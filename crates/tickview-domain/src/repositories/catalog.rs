use crate::error::ChartDataError;
use crate::value_objects::catalog::Catalog;

pub trait CatalogRepository {
    fn load_catalog(&self) -> Result<Catalog, ChartDataError>;
}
··········
:: Work instruction ::
The material above should be given again in full, exactly.

:: Solution for this problem ::
filename crates/tickview-domain/src/repositories/catalog.rs
use crate::error::ChartDataError;
use crate::value_objects::catalog::Catalog;

pub trait CatalogRepository {
    fn load_catalog(&self) -> Result<Catalog, ChartDataError>;
}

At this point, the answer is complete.